DIRECTIONS FOR THIS TASK:
Repeat the data. Keep each line identical.

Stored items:
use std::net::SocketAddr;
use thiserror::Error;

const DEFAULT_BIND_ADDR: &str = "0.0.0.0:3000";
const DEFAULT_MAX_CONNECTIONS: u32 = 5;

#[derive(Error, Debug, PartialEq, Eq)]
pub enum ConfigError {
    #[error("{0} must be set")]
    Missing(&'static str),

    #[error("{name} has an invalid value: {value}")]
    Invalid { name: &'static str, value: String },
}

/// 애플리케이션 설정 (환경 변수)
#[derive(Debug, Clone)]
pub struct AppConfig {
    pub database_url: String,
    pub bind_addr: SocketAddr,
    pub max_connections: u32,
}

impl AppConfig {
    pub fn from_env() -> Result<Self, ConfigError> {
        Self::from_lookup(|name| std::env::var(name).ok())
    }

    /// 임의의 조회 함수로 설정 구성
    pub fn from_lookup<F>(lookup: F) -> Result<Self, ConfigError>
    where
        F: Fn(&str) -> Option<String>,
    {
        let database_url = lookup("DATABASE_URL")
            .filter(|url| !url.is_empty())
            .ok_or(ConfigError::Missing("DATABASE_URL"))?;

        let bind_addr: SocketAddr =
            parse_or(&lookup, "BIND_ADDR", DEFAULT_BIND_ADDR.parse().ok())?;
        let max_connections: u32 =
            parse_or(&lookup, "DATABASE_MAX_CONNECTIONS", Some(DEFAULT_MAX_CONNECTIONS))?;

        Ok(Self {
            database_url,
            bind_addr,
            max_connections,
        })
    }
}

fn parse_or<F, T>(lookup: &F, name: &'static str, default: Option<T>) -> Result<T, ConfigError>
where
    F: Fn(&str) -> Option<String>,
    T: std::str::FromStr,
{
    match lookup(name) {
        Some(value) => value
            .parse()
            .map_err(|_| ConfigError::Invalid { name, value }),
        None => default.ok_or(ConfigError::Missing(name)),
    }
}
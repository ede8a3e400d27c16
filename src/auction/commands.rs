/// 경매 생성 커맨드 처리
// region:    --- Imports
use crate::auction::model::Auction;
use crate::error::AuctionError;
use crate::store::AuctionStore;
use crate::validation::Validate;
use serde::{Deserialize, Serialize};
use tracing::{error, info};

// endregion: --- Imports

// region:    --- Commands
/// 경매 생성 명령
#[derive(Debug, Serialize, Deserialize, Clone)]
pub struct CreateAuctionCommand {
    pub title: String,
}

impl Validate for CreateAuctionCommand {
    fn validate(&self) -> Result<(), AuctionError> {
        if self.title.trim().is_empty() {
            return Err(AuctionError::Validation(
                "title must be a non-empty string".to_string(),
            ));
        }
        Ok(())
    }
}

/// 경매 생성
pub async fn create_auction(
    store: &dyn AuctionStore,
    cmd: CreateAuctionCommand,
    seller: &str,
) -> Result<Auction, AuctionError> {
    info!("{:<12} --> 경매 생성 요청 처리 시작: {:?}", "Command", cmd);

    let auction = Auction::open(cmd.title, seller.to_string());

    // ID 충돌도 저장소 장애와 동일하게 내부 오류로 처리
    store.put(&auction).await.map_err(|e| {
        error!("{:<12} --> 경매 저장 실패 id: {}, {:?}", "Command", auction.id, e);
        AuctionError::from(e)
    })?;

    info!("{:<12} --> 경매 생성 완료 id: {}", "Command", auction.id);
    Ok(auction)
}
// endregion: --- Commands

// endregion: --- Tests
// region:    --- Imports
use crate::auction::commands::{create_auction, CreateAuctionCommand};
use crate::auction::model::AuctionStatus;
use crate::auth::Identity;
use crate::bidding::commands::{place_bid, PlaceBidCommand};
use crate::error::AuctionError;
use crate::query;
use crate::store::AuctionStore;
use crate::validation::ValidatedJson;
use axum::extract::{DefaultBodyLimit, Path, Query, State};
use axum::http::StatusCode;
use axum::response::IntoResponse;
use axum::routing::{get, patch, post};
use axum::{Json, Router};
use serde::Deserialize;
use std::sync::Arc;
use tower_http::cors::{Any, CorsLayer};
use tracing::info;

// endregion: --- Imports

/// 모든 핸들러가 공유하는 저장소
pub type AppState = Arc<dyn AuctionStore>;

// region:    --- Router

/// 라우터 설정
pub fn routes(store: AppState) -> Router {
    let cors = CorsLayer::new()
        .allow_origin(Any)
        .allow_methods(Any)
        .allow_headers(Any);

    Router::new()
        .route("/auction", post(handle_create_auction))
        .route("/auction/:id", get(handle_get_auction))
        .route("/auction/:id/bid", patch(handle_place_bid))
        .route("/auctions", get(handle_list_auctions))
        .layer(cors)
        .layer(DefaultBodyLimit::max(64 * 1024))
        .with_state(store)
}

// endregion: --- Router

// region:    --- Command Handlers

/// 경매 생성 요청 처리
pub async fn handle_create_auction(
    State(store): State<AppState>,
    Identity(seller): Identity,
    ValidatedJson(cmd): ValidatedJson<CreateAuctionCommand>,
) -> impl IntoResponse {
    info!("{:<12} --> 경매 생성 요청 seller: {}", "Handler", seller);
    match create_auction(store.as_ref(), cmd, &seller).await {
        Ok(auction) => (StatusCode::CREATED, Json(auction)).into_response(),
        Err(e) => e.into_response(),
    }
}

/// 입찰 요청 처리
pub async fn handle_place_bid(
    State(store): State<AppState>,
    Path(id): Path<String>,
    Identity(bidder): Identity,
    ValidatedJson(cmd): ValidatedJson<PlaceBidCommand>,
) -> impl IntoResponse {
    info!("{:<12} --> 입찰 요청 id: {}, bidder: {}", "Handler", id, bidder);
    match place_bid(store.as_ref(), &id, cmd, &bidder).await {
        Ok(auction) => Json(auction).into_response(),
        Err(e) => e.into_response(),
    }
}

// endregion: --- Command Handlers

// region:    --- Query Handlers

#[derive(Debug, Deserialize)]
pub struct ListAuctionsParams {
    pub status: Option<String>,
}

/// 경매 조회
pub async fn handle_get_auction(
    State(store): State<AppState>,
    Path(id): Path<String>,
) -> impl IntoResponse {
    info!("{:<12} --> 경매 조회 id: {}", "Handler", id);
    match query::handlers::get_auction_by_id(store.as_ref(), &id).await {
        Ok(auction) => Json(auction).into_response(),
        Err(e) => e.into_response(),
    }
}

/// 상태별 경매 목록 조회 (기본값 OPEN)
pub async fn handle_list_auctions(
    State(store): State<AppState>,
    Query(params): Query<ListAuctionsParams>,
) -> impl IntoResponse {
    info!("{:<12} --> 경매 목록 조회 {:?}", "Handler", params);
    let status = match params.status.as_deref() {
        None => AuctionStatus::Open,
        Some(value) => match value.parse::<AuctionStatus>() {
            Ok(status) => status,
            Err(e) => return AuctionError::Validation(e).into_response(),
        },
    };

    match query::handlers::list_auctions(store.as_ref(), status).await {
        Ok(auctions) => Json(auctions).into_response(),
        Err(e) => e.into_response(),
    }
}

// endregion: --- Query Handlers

RESPONSE:
use std::net::SocketAddr;
use thiserror::Error;

const DEFAULT_BIND_ADDR: &str = "0.0.0.0:3000";
const DEFAULT_MAX_CONNECTIONS: u32 = 5;

#[derive(Error, Debug, PartialEq, Eq)]
pub enum ConfigError {
    #[error("{0} must be set")]
    Missing(&'static str),

    #[error("{name} has an invalid value: {value}")]
    Invalid { name: &'static str, value: String },
}

/// 애플리케이션 설정 (환경 변수)
#[derive(Debug, Clone)]
pub struct AppConfig {
    pub database_url: String,
    pub bind_addr: SocketAddr,
    pub max_connections: u32,
}

impl AppConfig {
    pub fn from_env() -> Result<Self, ConfigError> {
        Self::from_lookup(|name| std::env::var(name).ok())
    }

    /// 임의의 조회 함수로 설정 구성
    pub fn from_lookup<F>(lookup: F) -> Result<Self, ConfigError>
    where
        F: Fn(&str) -> Option<String>,
    {
        let database_url = lookup("DATABASE_URL")
            .filter(|url| !url.is_empty())
            .ok_or(ConfigError::Missing("DATABASE_URL"))?;

        let bind_addr: SocketAddr =
            parse_or(&lookup, "BIND_ADDR", DEFAULT_BIND_ADDR.parse().ok())?;
        let max_connections: u32 =
            parse_or(&lookup, "DATABASE_MAX_CONNECTIONS", Some(DEFAULT_MAX_CONNECTIONS))?;

        Ok(Self {
            database_url,
            bind_addr,
            max_connections,
        })
    }
}

fn parse_or<F, T>(lookup: &F, name: &'static str, default: Option<T>) -> Result<T, ConfigError>
where
    F: Fn(&str) -> Option<String>,
    T: std::str::FromStr,
{
    match lookup(name) {
        Some(value) => value
            .parse()
            .map_err(|_| ConfigError::Invalid { name, value }),
        None => default.ok_or(ConfigError::Missing(name)),
    }
}
repository ede8a3e400d27c16
filename src/auction/commands.rs
/// 경매 생성 커맨드 처리
// region:    --- Imports
use crate::auction::model::Auction;
use crate::error::AuctionError;
use crate::store::AuctionStore;
use crate::validation::Validate;
use serde::{Deserialize, Serialize};
use tracing::{error, info};

// endregion: --- Imports

// region:    --- Commands
/// 경매 생성 명령
#[derive(Debug, Serialize, Deserialize, Clone)]
pub struct CreateAuctionCommand {
    pub title: String,
}

impl Validate for CreateAuctionCommand {
    fn validate(&self) -> Result<(), AuctionError> {
        if self.title.trim().is_empty() {
            return Err(AuctionError::Validation(
                "title must be a non-empty string".to_string(),
            ));
        }
        Ok(())
    }
}

/// 경매 생성
pub async fn create_auction(
    store: &dyn AuctionStore,
    cmd: CreateAuctionCommand,
    seller: &str,
) -> Result<Auction, AuctionError> {
    info!("{:<12} --> 경매 생성 요청 처리 시작: {:?}", "Command", cmd);

    let auction = Auction::open(cmd.title, seller.to_string());

    // ID 충돌도 저장소 장애와 동일하게 내부 오류로 처리
    store.put(&auction).await.map_err(|e| {
        error!("{:<12} --> 경매 저장 실패 id: {}, {:?}", "Command", auction.id, e);
        AuctionError::from(e)
    })?;

    info!("{:<12} --> 경매 생성 완료 id: {}", "Command", auction.id);
    Ok(auction)
}
// endregion: --- Commands

// endregion: --- Tests
// region:    --- Imports
use crate::auction::commands::{create_auction, CreateAuctionCommand};
use crate::auction::model::AuctionStatus;
use crate::auth::Identity;
use crate::bidding::commands::{place_bid, PlaceBidCommand};
use crate::error::AuctionError;
use crate::query;
use crate::store::AuctionStore;
use crate::validation::ValidatedJson;
use axum::extract::{DefaultBodyLimit, Path, Query, State};
use axum::http::StatusCode;
use axum::response::IntoResponse;
use axum::routing::{get, patch, post};
use axum::{Json, Router};
use serde::Deserialize;
use std::sync::Arc;
use tower_http::cors::{Any, CorsLayer};
use tracing::info;

// endregion: --- Imports

/// 모든 핸들러가 공유하는 저장소
pub type AppState = Arc<dyn AuctionStore>;

// region:    --- Router

/// 라우터 설정
pub fn routes(store: AppState) -> Router {
    let cors = CorsLayer::new()
        .allow_origin(Any)
        .allow_methods(Any)
        .allow_headers(Any);

    Router::new()
        .route("/auction", post(handle_create_auction))
        .route("/auction/:id", get(handle_get_auction))
        .route("/auction/:id/bid", patch(handle_place_bid))
        .route("/auctions", get(handle_list_auctions))
        .layer(cors)
        .layer(DefaultBodyLimit::max(64 * 1024))
        .with_state(store)
}

// endregion: --- Router

// region:    --- Command Handlers

/// 경매 생성 요청 처리
pub async fn handle_create_auction(
    State(store): State<AppState>,
    Identity(seller): Identity,
    ValidatedJson(cmd): ValidatedJson<CreateAuctionCommand>,
) -> impl IntoResponse {
    info!("{:<12} --> 경매 생성 요청 seller: {}", "Handler", seller);
    match create_auction(store.as_ref(), cmd, &seller).await {
        Ok(auction) => (StatusCode::CREATED, Json(auction)).into_response(),
        Err(e) => e.into_response(),
    }
}

/// 입찰 요청 처리
pub async fn handle_place_bid(
    State(store): State<AppState>,
    Path(id): Path<String>,
    Identity(bidder): Identity,
    ValidatedJson(cmd): ValidatedJson<PlaceBidCommand>,
) -> impl IntoResponse {
    info!("{:<12} --> 입찰 요청 id: {}, bidder: {}", "Handler", id, bidder);
    match place_bid(store.as_ref(), &id, cmd, &bidder).await {
        Ok(auction) => Json(auction).into_response(),
        Err(e) => e.into_response(),
    }
}

// endregion: --- Command Handlers

// region:    --- Query Handlers

#[derive(Debug, Deserialize)]
pub struct ListAuctionsParams {
    pub status: Option<String>,
}

/// 경매 조회
pub async fn handle_get_auction(
    State(store): State<AppState>,
    Path(id): Path<String>,
) -> impl IntoResponse {
    info!("{:<12} --> 경매 조회 id: {}", "Handler", id);
    match query::handlers::get_auction_by_id(store.as_ref(), &id).await {
        Ok(auction) => Json(auction).into_response(),
        Err(e) => e.into_response(),
    }
}

/// 상태별 경매 목록 조회 (기본값 OPEN)
pub async fn handle_list_auctions(
    State(store): State<AppState>,
    Query(params): Query<ListAuctionsParams>,
) -> impl IntoResponse {
    info!("{:<12} --> 경매 목록 조회 {:?}", "Handler", params);
    let status = match params.status.as_deref() {
        None => AuctionStatus::Open,
        Some(value) => match value.parse::<AuctionStatus>() {
            Ok(status) => status,
            Err(e) => return AuctionError::Validation(e).into_response(),
        },
    };

    match query::handlers::list_auctions(store.as_ref(), status).await {
        Ok(auctions) => Json(auctions).into_response(),
        Err(e) => e.into_response(),
    }
}

// endregion: --- Query Handlers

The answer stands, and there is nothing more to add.